EXERCISE >> This task calls for copying each line below that contains "SheetsSettings".

DATA EXTRACT >>
________________________

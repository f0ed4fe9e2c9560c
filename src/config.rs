//! Scraper configuration
//!
//! Built once at startup from an optional YAML file, then environment
//! variables, then command-line flags, and validated before anything runs.
//!
//! ```yaml
//! pagination:
//!   page_size: 120
//!   delay_min_ms: 500
//!   delay_max_ms: 1000
//! session:
//!   cookies:
//!     cf_clearance: "..."
//!   auto_refresh: true
//!   refresh_command: ["node", "scripts/refresh-cookies.js"]
//! output:
//!   json_path: contracts.json
//!   csv_path: contracts.csv
//! sheets:
//!   enabled: true
//!   spreadsheet_id: "1AbC..."
//! ```

use crate::engine::EngineConfig;
use crate::error::{Error, Result};
use crate::http::{
    HttpClientConfig, PageDelay, DEFAULT_ENDPOINT, DEFAULT_ORIGIN, DEFAULT_REFERER,
    DEFAULT_USER_AGENT,
};
use crate::output::{ServiceAccountKey, SheetsConfig, DEFAULT_SHEETS_API};
use crate::pagination::MAX_PAGE_SIZE;
use crate::session::{SessionTokens, ENV_COOKIE_NAMES};
use crate::types::BackoffType;
use serde::{Deserialize, Serialize};
use std::collections::BTreeMap;
use std::path::{Path, PathBuf};
use std::time::Duration;
use tracing::debug;

// ============================================================================
// Top-Level Config
// ============================================================================

/// Complete scraper configuration
#[derive(Debug, Clone, Default, Serialize, Deserialize)]
#[serde(default)]
pub struct ScraperConfig {
    /// Endpoint and request headers
    pub api: ApiConfig,

    /// Page walk settings
    pub pagination: PaginationConfig,

    /// Retry budgets
    pub retry: RetryConfig,

    /// Session tokens and refresh
    pub session: SessionConfig,

    /// Local file sinks
    pub output: OutputConfig,

    /// Google Sheets sink
    pub sheets: SheetsSettings,
}

// ============================================================================
// API
// ============================================================================

/// Endpoint and request headers
#[derive(Debug, Clone, Serialize, Deserialize)]
#[serde(default)]
pub struct ApiConfig {
    /// Contracts filter endpoint
    pub endpoint: String,
    /// `origin` header
    pub origin: String,
    /// `referer` header
    pub referer: String,
    /// Browser user agent sent with every request
    pub user_agent: String,
    /// Overrides the client's default `accept-language`
    pub accept_language: Option<String>,
    /// Page request timeout
    pub timeout_seconds: u64,
    /// Token probe timeout
    pub probe_timeout_seconds: u64,
}

impl Default for ApiConfig {
    fn default() -> Self {
        Self {
            endpoint: DEFAULT_ENDPOINT.to_string(),
            origin: DEFAULT_ORIGIN.to_string(),
            referer: DEFAULT_REFERER.to_string(),
            user_agent: DEFAULT_USER_AGENT.to_string(),
            accept_language: None,
            timeout_seconds: 30,
            probe_timeout_seconds: 10,
        }
    }
}

// ============================================================================
// Pagination
// ============================================================================

/// Page walk settings
#[derive(Debug, Clone, Serialize, Deserialize)]
#[serde(default)]
pub struct PaginationConfig {
    /// Items per page (1..=120)
    pub page_size: u32,
    /// Lower bound of the pause between pages
    pub delay_min_ms: u64,
    /// Upper bound of the pause between pages
    pub delay_max_ms: u64,
    /// Stop after this many pages (0 = unlimited)
    pub max_pages: u32,
    /// Drop repeated `(id, link)` records
    pub dedupe: bool,
}

impl Default for PaginationConfig {
    fn default() -> Self {
        Self {
            page_size: MAX_PAGE_SIZE,
            delay_min_ms: 500,
            delay_max_ms: 1000,
            max_pages: 0,
            dedupe: false,
        }
    }
}

// ============================================================================
// Retry
// ============================================================================

/// Retry budgets, all per page
#[derive(Debug, Clone, Serialize, Deserialize)]
#[serde(default)]
pub struct RetryConfig {
    /// Token refreshes allowed for a rejected page
    pub max_auth_refreshes: u32,
    /// Retries allowed for a page that failed for any other reason
    pub max_transient_retries: u32,
    /// Pause after a refresh before re-issuing the page
    pub auth_backoff_ms: u64,
    /// Backoff between transient retries
    pub backoff: BackoffConfig,
}

impl Default for RetryConfig {
    fn default() -> Self {
        Self {
            max_auth_refreshes: 1,
            max_transient_retries: 1,
            auth_backoff_ms: 2000,
            backoff: BackoffConfig::default(),
        }
    }
}

/// Backoff configuration
#[derive(Debug, Clone, Serialize, Deserialize)]
#[serde(default)]
pub struct BackoffConfig {
    /// Type of backoff
    #[serde(rename = "type")]
    pub backoff_type: BackoffType,

    /// Initial delay in milliseconds
    pub initial_ms: u64,

    /// Maximum delay in milliseconds
    pub max_ms: u64,
}

impl Default for BackoffConfig {
    fn default() -> Self {
        Self {
            backoff_type: BackoffType::Constant,
            initial_ms: 2000,
            max_ms: 30_000,
        }
    }
}

// ============================================================================
// Session
// ============================================================================

/// Session tokens and refresh
#[derive(Debug, Clone, Serialize, Deserialize)]
#[serde(default)]
pub struct SessionConfig {
    /// Cookie name → value
    pub cookies: BTreeMap<String, String>,
    /// Probe configured cookies and refresh them when rejected
    pub auto_refresh: bool,
    /// Helper that produces fresh cookies (program followed by args)
    pub refresh_command: Vec<String>,
    /// Env file the helper writes cookies to
    pub refresh_env_file: Option<PathBuf>,
    /// Time budget for one helper run
    pub refresh_timeout_seconds: u64,
}

impl Default for SessionConfig {
    fn default() -> Self {
        Self {
            cookies: BTreeMap::new(),
            auto_refresh: false,
            refresh_command: Vec::new(),
            refresh_env_file: Some(PathBuf::from(".env.cookies")),
            refresh_timeout_seconds: 60,
        }
    }
}

// ============================================================================
// Output
// ============================================================================

/// Local file sinks; an absent path disables that sink
#[derive(Debug, Clone, Serialize, Deserialize)]
#[serde(default)]
pub struct OutputConfig {
    /// JSON array of records
    pub json_path: Option<PathBuf>,
    /// Flattened CSV
    pub csv_path: Option<PathBuf>,
    /// Flattened Parquet
    pub parquet_path: Option<PathBuf>,
}

impl Default for OutputConfig {
    fn default() -> Self {
        Self {
            json_path: Some(PathBuf::from("contracts.json")),
            csv_path: Some(PathBuf::from("contracts.csv")),
            parquet_path: None,
        }
    }
}

// ============================================================================
// Sheets
// ============================================================================

/// Google Sheets sink
#[derive(Debug, Clone, Serialize, Deserialize)]
#[serde(default)]
pub struct SheetsSettings {
    /// Upload after scraping
    pub enabled: bool,
    /// Service-account key, raw JSON or base64
    pub credentials_json: Option<String>,
    /// Target spreadsheet id (from its URL)
    pub spreadsheet_id: Option<String>,
    /// Worksheet (tab) title, created when missing
    pub worksheet: String,
    /// Sheets API base URL
    pub api_base: String,
    /// Token endpoint override
    pub token_url: Option<String>,
}

impl Default for SheetsSettings {
    fn default() -> Self {
        Self {
            enabled: false,
            credentials_json: None,
            spreadsheet_id: None,
            worksheet: "Contracts".to_string(),
            api_base: DEFAULT_SHEETS_API.to_string(),
            token_url: None,
        }
    }
}

// ============================================================================
// Loading
// ============================================================================

impl ScraperConfig {
    /// Load from an optional YAML file plus the process environment, then validate
    pub fn load(path: Option<&Path>) -> Result<Self> {
        let mut config = match path {
            Some(path) => {
                let text = std::fs::read_to_string(path).map_err(|e| {
                    Error::config(format!("Failed to read {}: {e}", path.display()))
                })?;
                debug!(path = %path.display(), "Loaded config file");
                Self::from_yaml_str(&text)?
            }
            None => Self::default(),
        };
        config.apply_env(|key| std::env::var(key).ok());
        config.validate()?;
        Ok(config)
    }

    /// Parse YAML; missing sections and fields take their defaults
    pub fn from_yaml_str(yaml: &str) -> Result<Self> {
        if yaml.trim().is_empty() {
            return Ok(Self::default());
        }
        Ok(serde_yaml::from_str(yaml)?)
    }

    /// Overlay values from environment variables.
    ///
    /// `lookup` returns the variable's value; empty values are ignored.
    pub fn apply_env<F>(&mut self, lookup: F)
    where
        F: Fn(&str) -> Option<String>,
    {
        let get = |key: &str| lookup(key).filter(|v| !v.trim().is_empty());

        for &(env_key, cookie) in ENV_COOKIE_NAMES {
            if let Some(value) = get(env_key) {
                self.session
                    .cookies
                    .insert(cookie.to_string(), value.trim().to_string());
            }
        }
        if let Some(value) = get("AUTO_REFRESH_COOKIES") {
            self.session.auto_refresh = parse_bool(&value);
        }
        if let Some(value) = get("COOKIE_REFRESH_COMMAND") {
            self.session.refresh_command = value.split_whitespace().map(String::from).collect();
        }
        if let Some(value) = get("UPLOAD_TO_SHEETS") {
            self.sheets.enabled = parse_bool(&value);
        }
        if let Some(value) = get("SHEETS_CREDENTIALS_JSON") {
            self.sheets.credentials_json = Some(value);
        }
        if let Some(value) = get("SHEETS_SPREADSHEET_ID") {
            self.sheets.spreadsheet_id = Some(value.trim().to_string());
        }
        if let Some(value) = get("SHEETS_WORKSHEET_NAME") {
            self.sheets.worksheet = value.trim().to_string();
        }
    }

    /// Check value ranges and cross-field requirements
    pub fn validate(&self) -> Result<()> {
        let page_size = self.pagination.page_size;
        if !(1..=MAX_PAGE_SIZE).contains(&page_size) {
            return Err(Error::invalid_value(
                "pagination.page_size",
                format!("must be between 1 and {MAX_PAGE_SIZE}, got {page_size}"),
            ));
        }
        if self.pagination.delay_min_ms > self.pagination.delay_max_ms {
            return Err(Error::invalid_value(
                "pagination.delay_min_ms",
                "must not exceed delay_max_ms",
            ));
        }
        url::Url::parse(&self.api.endpoint)
            .map_err(|e| Error::invalid_value("api.endpoint", e.to_string()))?;

        if self.session.auto_refresh && self.session.refresh_command.is_empty() {
            return Err(Error::invalid_value(
                "session.refresh_command",
                "required when auto_refresh is enabled",
            ));
        }

        if self.sheets.enabled {
            if self.sheets.spreadsheet_id.is_none() {
                return Err(Error::invalid_value(
                    "sheets.spreadsheet_id",
                    "required when the Sheets upload is enabled",
                ));
            }
            if self.sheets.credentials_json.is_none() {
                return Err(Error::invalid_value(
                    "sheets.credentials_json",
                    "required when the Sheets upload is enabled",
                ));
            }
            if self.sheets.worksheet.is_empty() {
                return Err(Error::invalid_value("sheets.worksheet", "must not be empty"));
            }
        }
        Ok(())
    }

    // ========================================================================
    // Derived component configs
    // ========================================================================

    /// HTTP client settings
    pub fn http_client_config(&self) -> HttpClientConfig {
        let backoff = &self.retry.backoff;
        let mut builder = HttpClientConfig::builder()
            .endpoint(&self.api.endpoint)
            .site(&self.api.origin, &self.api.referer)
            .user_agent(&self.api.user_agent)
            .timeout(Duration::from_secs(self.api.timeout_seconds))
            .probe_timeout(Duration::from_secs(self.api.probe_timeout_seconds))
            .backoff(
                backoff.backoff_type,
                Duration::from_millis(backoff.initial_ms),
                Duration::from_millis(backoff.max_ms),
            );
        if let Some(language) = &self.api.accept_language {
            builder = builder.accept_language(language);
        }
        builder.build()
    }

    /// Engine settings
    pub fn engine_config(&self) -> EngineConfig {
        EngineConfig::new()
            .with_page_size(self.pagination.page_size)
            .with_delay(PageDelay::new(
                Duration::from_millis(self.pagination.delay_min_ms),
                Duration::from_millis(self.pagination.delay_max_ms),
            ))
            .with_max_pages(self.pagination.max_pages)
            .with_dedupe(self.pagination.dedupe)
            .with_max_auth_refreshes(self.retry.max_auth_refreshes)
            .with_max_transient_retries(self.retry.max_transient_retries)
            .with_auth_backoff(Duration::from_millis(self.retry.auth_backoff_ms))
    }

    /// Configured session cookies
    pub fn session_tokens(&self) -> SessionTokens {
        self.session.cookies.iter().collect()
    }

    /// Refresh helper time budget
    pub fn refresh_timeout(&self) -> Duration {
        Duration::from_secs(self.session.refresh_timeout_seconds)
    }

    /// Service-account key and upload target, when the Sheets upload is enabled
    pub fn sheets_target(&self) -> Result<Option<(ServiceAccountKey, SheetsConfig)>> {
        if !self.sheets.enabled {
            return Ok(None);
        }
        let (Some(credentials), Some(spreadsheet_id)) =
            (&self.sheets.credentials_json, &self.sheets.spreadsheet_id)
        else {
            return Err(Error::config(
                "Sheets upload needs credentials_json and spreadsheet_id",
            ));
        };

        let key = ServiceAccountKey::parse(credentials)?;
        let mut target = SheetsConfig::new(spreadsheet_id, &self.sheets.worksheet)
            .with_api_base(&self.sheets.api_base);
        if let Some(url) = &self.sheets.token_url {
            target = target.with_token_url(url);
        }
        Ok(Some((key, target)))
    }
}

/// `true`, `1`, `yes` and `on` (any case) are true; anything else is false
fn parse_bool(value: &str) -> bool {
    matches!(
        value.trim().to_ascii_lowercase().as_str(),
        "true" | "1" | "yes" | "on"
    )
}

________________________

TASK RESPONSE >>
    pub sheets: SheetsSettings,
pub struct SheetsSettings {
impl Default for SheetsSettings {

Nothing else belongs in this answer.